[What the task requires] From the data below, copy each line that includes the word "tests".

--- Available data ---

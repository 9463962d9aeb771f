//! HTTP access to the remote recipe service.
//!
//! Every screen talks to the service through the [`RecipeApi`] trait so tests can
//! swap in [`MockRecipeApi`].

mod client;
mod mock;
mod rate_limiter;

pub use client::{HttpRecipeApi, HttpRecipeApiBuilder, RecipeApi};
pub use mock::{Endpoint, MockRecipeApi};
pub use rate_limiter::RateLimiter;
//! Scratch task list (`/temp`), unrelated to recipes.
//!
//! The title input only takes effect once typing settles: every keystroke goes
//! through a [`Debouncer`] and "add" reads the settled value.

use rand::Rng;
use std::sync::Arc;
use std::time::Duration;
use tokio::sync::watch;
use tokio::task::JoinHandle;

/// How long the title input must stay unchanged before it settles.
pub const TITLE_DEBOUNCE: Duration = Duration::from_millis(500);

/// Publishes the last input value once no newer input arrived for `delay`.
///
/// Each input cancels the timer scheduled by the previous one. Must be fed
/// from inside a tokio runtime.
pub struct Debouncer {
    delay: Duration,
    pending: Option<JoinHandle<()>>,
    settled: Arc<watch::Sender<String>>,
}

impl Debouncer {
    pub fn new(delay: Duration) -> Self {
        let (settled, _) = watch::channel(String::new());
        Self {
            delay,
            pending: None,
            settled: Arc::new(settled),
        }
    }

    /// Restart the timer with a new value.
    pub fn input(&mut self, value: String) {
        self.cancel();
        let settled = Arc::clone(&self.settled);
        let delay = self.delay;
        self.pending = Some(tokio::spawn(async move {
            tokio::time::sleep(delay).await;
            settled.send_replace(value);
        }));
    }

    /// Cancel any pending timer and publish `value` immediately.
    pub fn settle_now(&mut self, value: String) {
        self.cancel();
        self.settled.send_replace(value);
    }

    /// The last settled value.
    pub fn settled(&self) -> String {
        self.settled.borrow().clone()
    }

    /// Watch settled values as they are published.
    pub fn subscribe(&self) -> watch::Receiver<String> {
        self.settled.subscribe()
    }

    pub fn is_pending(&self) -> bool {
        self.pending.as_ref().is_some_and(|h| !h.is_finished())
    }

    fn cancel(&mut self) {
        if let Some(handle) = self.pending.take() {
            handle.abort();
        }
    }
}

impl Drop for Debouncer {
    fn drop(&mut self) {
        self.cancel();
    }
}

#[derive(Debug, Clone, PartialEq, Eq)]
pub struct Task {
    pub id: u32,
    pub title: String,
    pub completed: bool,
}

#[derive(Debug, Clone, PartialEq, Eq)]
pub enum TaskChange {
    Added(u32),
    Renamed(u32),
}

/// Local task list with debounced add/rename, edit and delete.
pub struct TaskList {
    tasks: Vec<Task>,
    title: String,
    debouncer: Debouncer,
    editing: Option<u32>,
}

impl Default for TaskList {
    fn default() -> Self {
        Self::new()
    }
}

impl TaskList {
    pub fn new() -> Self {
        Self::with_debounce(TITLE_DEBOUNCE)
    }

    pub fn with_debounce(delay: Duration) -> Self {
        Self {
            tasks: Vec::new(),
            title: String::new(),
            debouncer: Debouncer::new(delay),
            editing: None,
        }
    }

    pub fn tasks(&self) -> &[Task] {
        &self.tasks
    }

    /// Raw input text, as typed.
    pub fn title(&self) -> &str {
        &self.title
    }

    /// Input text after the debounce delay.
    pub fn settled_title(&self) -> String {
        self.debouncer.settled()
    }

    pub fn editing(&self) -> Option<u32> {
        self.editing
    }

    pub fn set_title(&mut self, title: impl Into<String>) {
        self.title = title.into();
        self.debouncer.input(self.title.clone());
    }

    /// Add a task from the settled title, or rename the edit target.
    /// A blank settled title does nothing.
    pub fn add(&mut self) -> Option<TaskChange> {
        let title = self.debouncer.settled();
        if title.trim().is_empty() {
            return None;
        }

        let change = match self.editing.take() {
            Some(id) => {
                for task in self.tasks.iter_mut().filter(|t| t.id == id) {
                    task.title = title.clone();
                }
                TaskChange::Renamed(id)
            }
            None => {
                let id = self.fresh_id();
                self.tasks.push(Task {
                    id,
                    title,
                    completed: false,
                });
                TaskChange::Added(id)
            }
        };

        self.clear_input();
        Some(change)
    }

    /// Pre-fill the input with a task's title and make it the edit target.
    pub fn edit(&mut self, id: u32) -> bool {
        let Some(task) = self.tasks.iter().find(|t| t.id == id) else {
            return false;
        };
        self.title = task.title.clone();
        self.debouncer.settle_now(self.title.clone());
        self.editing = Some(id);
        true
    }

    pub fn delete(&mut self, id: u32) -> bool {
        let before = self.tasks.len();
        self.tasks.retain(|t| t.id != id);
        if self.editing == Some(id) {
            self.clear_input();
            self.editing = None;
        }
        self.tasks.len() != before
    }

    fn clear_input(&mut self) {
        self.title.clear();
        self.debouncer.settle_now(String::new());
    }

    fn fresh_id(&self) -> u32 {
        let mut rng = rand::thread_rng();
        loop {
            let id = rng.gen_range(0..1_000_000);
            if !self.tasks.iter().any(|t| t.id == id) {
                return id;
            }
        }
    }
}

#[cfg(test)]
mod tests {
    use super::*;

    async fn settle() {
        tokio::time::sleep(TITLE_DEBOUNCE + Duration::from_millis(10)).await;
    }

    #[tokio::test(start_paused = true)]
    async fn test_debouncer_publishes_only_last_value() {
        let mut debouncer = Debouncer::new(Duration::from_millis(500));
        let mut rx = debouncer.subscribe();

        debouncer.input("b".to_string());
        tokio::time::sleep(Duration::from_millis(200)).await;
        debouncer.input("bu".to_string());
        tokio::time::sleep(Duration::from_millis(200)).await;
        debouncer.input("buy".to_string());
        assert_eq!(debouncer.settled(), "");
        assert!(debouncer.is_pending());

        rx.changed().await.unwrap();
        assert_eq!(*rx.borrow(), "buy");
        assert_eq!(debouncer.settled(), "buy");
    }

    #[tokio::test(start_paused = true)]
    async fn test_add_uses_settled_title() {
        let mut list = TaskList::new();
        list.set_title("buy milk");
        assert_eq!(list.add(), None);

        settle().await;
        let change = list.add();

        assert!(matches!(change, Some(TaskChange::Added(_))));
        assert_eq!(list.tasks().len(), 1);
        assert_eq!(list.tasks()[0].title, "buy milk");
        assert!(!list.tasks()[0].completed);
        assert_eq!(list.title(), "");
        assert_eq!(list.add(), None);
    }

    #[tokio::test(start_paused = true)]
    async fn test_blank_title_is_ignored() {
        let mut list = TaskList::new();
        list.set_title("   ");
        settle().await;
        assert_eq!(list.add(), None);
        assert!(list.tasks().is_empty());
    }

    #[tokio::test(start_paused = true)]
    async fn test_edit_renames_in_place() {
        let mut list = TaskList::new();
        list.set_title("buy milk");
        settle().await;
        let Some(TaskChange::Added(id)) = list.add() else {
            panic!("expected a new task");
        };

        assert!(list.edit(id));
        assert_eq!(list.title(), "buy milk");
        list.set_title("buy oat milk");
        settle().await;

        assert_eq!(list.add(), Some(TaskChange::Renamed(id)));
        assert_eq!(list.tasks().len(), 1);
        assert_eq!(list.tasks()[0].title, "buy oat milk");
        assert_eq!(list.editing(), None);
    }

    #[tokio::test(start_paused = true)]
    async fn test_delete_edit_target_clears_input() {
        let mut list = TaskList::new();
        list.set_title("walk dog");
        settle().await;
        let Some(TaskChange::Added(id)) = list.add() else {
            panic!("expected a new task");
        };
        list.edit(id);

        assert!(list.delete(id));
        assert!(list.tasks().is_empty());
        assert_eq!(list.editing(), None);
        assert_eq!(list.title(), "");
        assert!(!list.delete(id));
    }
}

---

[Answer for the task]
//! Every screen talks to the service through the [`RecipeApi`] trait so tests can
mod tests {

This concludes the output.